Distributed Storage Protocol: NeoFS
NeoFS is a distributed storage protocol that utilizes Distributed Hash Table technology. NeoFS indexes the data through file content (Hash) rather than file path (URI). Large files will be divided into fixed-size data blocks that are distributed and stored in many different nodes
Anti-quantum cryptography mechanism: NeoQS
The emergence of quantum computers poses a major challenge to RSA and ECC-based cryptographic mechanisms. Quantum computers can solve the large number of decomposition problems (which RSA relies on) and the elliptic curve discrete logarithm (which ECC relies on) in a very short time. NeoQS (Quantum Safe) is a lattice-based cryptographic mechanism. At present, quantum computers do not have the ability to quickly solve the Shortest Vector Problem (SVP) and the Closest Vector Problem (CVP), which is considered to be the most reliable algorithm for resisting quantum computers.
Reasons for choosing dBFT over PoW and PoS:
With the phenomenal success of Bitcoin and its increasing mainstream adoption, the project’s unbounded appetite for energy grew accordingly. Today, the average Bitcoin transaction costs as much energy as powering 3.67 average American homes, which amounts to about 3000 times more than a comparable Credit Card settlement.
This mind boggling amount of energy is not, as it is commonly believed, being wasted. It is put to good use: securing the Bitcoin network and rendering attacks on it infeasible. However, the cost of this security mechanism and its implications for an increasingly warming and resource hungry planet led almost the entire crypto industry to the understanding that an alternative has to be found, at least if we’re interested in seeing blockchain technology gaining overwhelming mainstream adoption.

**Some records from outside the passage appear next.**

//! QR code decoder using rqrr

use crate::error::{Error, Result};
use image::{DynamicImage, GrayImage};
use std::path::Path;

/// QR code decoder, used to read back written images
#[derive(Debug, Default)]
pub struct QrDecoder {}

impl QrDecoder {
    /// Create a new QR decoder with default settings
    pub fn new() -> Self {
        Self {}
    }

    /// Decode a QR code from an image
    pub fn decode(&self, img: &DynamicImage) -> Result<String> {
        self.decode_gray(img.to_luma8())
    }

    /// Open an image file and decode the QR code it contains
    pub fn decode_file(&self, path: &Path) -> Result<String> {
        let img = image::open(path)?;
        self.decode(&img)
    }

    /// Decode a QR code from a grayscale image
    pub fn decode_gray(&self, img: GrayImage) -> Result<String> {
        let mut prepared = rqrr::PreparedImage::prepare(img);

        let grids = prepared.detect_grids();

        // Take the first detected QR code
        let grid = grids.first().ok_or(Error::NoQrCodeFound)?;

        match grid.decode() {
            Ok((meta, content)) => {
                tracing::debug!(
                    "Decoded QR: version={:?}, ecc_level={:?}, length={}",
                    meta.version,
                    meta.ecc_level,
                    content.len()
                );
                Ok(content)
            }
            Err(e) => Err(Error::QrDecode(format!("Decode failed: {:?}", e))),
        }
    }
}
//! URL validation ahead of encoding

use crate::error::{Error, Result};
use url::Url;

/// Schemes accepted for encoding.
pub const ALLOWED_SCHEMES: &[&str] = &["http", "https", "ftp", "ftps"];

/// Parse `input` and check it has a recognized scheme and a host.
pub fn parse_url(input: &str) -> Result<Url> {
    let parsed = Url::parse(input.trim()).map_err(|_| Error::InvalidUrl(input.to_string()))?;

    if !ALLOWED_SCHEMES.contains(&parsed.scheme()) {
        return Err(Error::InvalidUrl(input.to_string()));
    }

    match parsed.host_str() {
        Some(host) if !host.is_empty() => Ok(parsed),
        _ => Err(Error::InvalidUrl(input.to_string())),
    }
}

/// Returns whether `input` is a URL worth encoding, logging the rejection otherwise.
pub fn is_valid_url(input: &str) -> bool {
    match parse_url(input) {
        Ok(_) => true,
        Err(_) => {
            tracing::error!("Invalid URL provided: {input}");
            false
        }
    }
}
//! QR code image generation
//!
//! Validates the URL, hands encoding to [`QrEncoder`] and writes the result
//! as a PNG. [`QrDecoder`] reads written images back for verification.

mod decoder;
mod encoder;

pub use decoder::QrDecoder;
pub use encoder::QrEncoder;

use crate::config::RenderOptions;
use crate::error::{Error, Result};
use crate::validate;
use image::ImageFormat;
use serde::Serialize;
use std::path::{Path, PathBuf};

/// Outcome of a successful generation
#[derive(Debug, Clone, PartialEq, Eq, Serialize)]
pub struct Generated {
    /// URL that was encoded
    pub url: String,
    /// Path of the written PNG
    pub path: PathBuf,
    /// Image width in pixels
    pub width: u32,
    /// Image height in pixels
    pub height: u32,
    /// Whether the written file was decoded and matched the URL
    pub verified: bool,
}

/// Validates URLs and writes them out as QR-code PNGs
#[derive(Debug, Clone, Default)]
pub struct QrGenerator {
    encoder: QrEncoder,
    verify: bool,
}

impl QrGenerator {
    /// Create a generator for the given render options
    pub fn new(options: &RenderOptions) -> Self {
        Self {
            encoder: QrEncoder::from_options(options),
            verify: false,
        }
    }

    /// Decode each written file and check it against the URL
    pub fn with_verify(mut self, verify: bool) -> Self {
        self.verify = verify;
        self
    }

    /// Encode `url` and write it to `path`.
    ///
    /// Nothing is left on disk when the URL is invalid, encoding fails or the
    /// written file does not read back as `url`.
    pub fn generate(&self, url: &str, path: &Path) -> Result<Generated> {
        validate::parse_url(url)?;

        let image = self.encoder.encode(url)?;
        image.save_with_format(path, ImageFormat::Png)?;

        if self.verify {
            if let Err(err) = verify_written(url, path) {
                if let Err(rm) = std::fs::remove_file(path) {
                    tracing::warn!(path = %path.display(), "Failed to remove unverified QR code: {rm}");
                }
                return Err(err);
            }
            tracing::debug!(path = %path.display(), "Verified written QR code");
        }
        tracing::info!("QR code saved to {}", path.display());

        Ok(Generated {
            url: url.to_string(),
            path: path.to_path_buf(),
            width: image.width(),
            height: image.height(),
            verified: self.verify,
        })
    }

    /// Like [`QrGenerator::generate`], but failures are logged and reported as `None`.
    pub fn try_generate(&self, url: &str, path: &Path) -> Option<Generated> {
        if !validate::is_valid_url(url) {
            return None;
        }
        match self.generate(url, path) {
            Ok(generated) => Some(generated),
            Err(err) => {
                tracing::error!("Failed to generate QR code for {url}: {err}");
                None
            }
        }
    }
}

fn verify_written(url: &str, path: &Path) -> Result<()> {
    let decoded = QrDecoder::new().decode_file(path)?;
    if decoded != url {
        return Err(Error::Verification {
            expected: url.to_string(),
            decoded,
        });
    }
    Ok(())
}

/// Validate `url` and write its QR code to `path` using `options`.
pub fn generate_qr_code(url: &str, path: &Path, options: &RenderOptions) -> Result<Generated> {
    QrGenerator::new(options).generate(url, path)
}

/// Non-failing form of [`generate_qr_code`]: errors are logged and yield `None`.
pub fn try_generate_qr_code(url: &str, path: &Path, options: &RenderOptions) -> Option<Generated> {
    QrGenerator::new(options).try_generate(url, path)
}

The most popular alternative to PoW, used by most alternative cryptocurrency systems, is called Proof-of-Stake, or PoS. PoS is highly promising in the sense that it doesn’t require blockchain nodes to perform arduous, and otherwise useless, cryptographic tasks in order to render potential attacks costly and infeasible. Hence, this algorithm cuts the power requirements of PoS blockchains down to sane and manageable amounts, allowing them to be more scalable without guzzling up the planet's energy reserves.
As the name suggests, instead of requiring proof of cryptographic work, PoS requires blockchain nodes to proof stake in the currency itself. This means that in order for a blockchain node to be eligible for a verification reward, the node has to hold a certain amount of currency in the wallet associated with it. This way, in order to execute an attack, a malevolent node would have to acquire the majority of the existing coin supply, rendering attacks not only costly but also meaningless, since the attackers would primarily harm themselves.
PoS, as well as PoW, simply cause the blockchain to fork into two alternative versions if for some reason consensus breaks. In fact, most blockchains fork most of the time, only to converge back to a single source of truth a short while afterwards.
By many crypto enthusiasts, this obvious bug is very often regarded as a feature, allowing several versions of the truth to survive and compete for public adoption until a resolution is generated. This sounds nice in theory, but if we want to see blockchain technology seriously disrupt and/or augment the financial sector, this ever lurking possibility of the blockchain splitting into two alternative versions cannot be tolerated.
Furthermore, even the fastest PoS blockchains out there can accomodate a few hundred transactions per second, compare that to Visa’s 56,000 tx/s and the need for an alternative becomes clear as day.
A blockchain securing global stock markets does not have the privilege to fork into two alternative versions and just sit and wait it out until the market (or what’s left of it) declares a winner. What belongs to whom should be engraved in an immutable record, functioning as a single source of truth with no glitches permitted.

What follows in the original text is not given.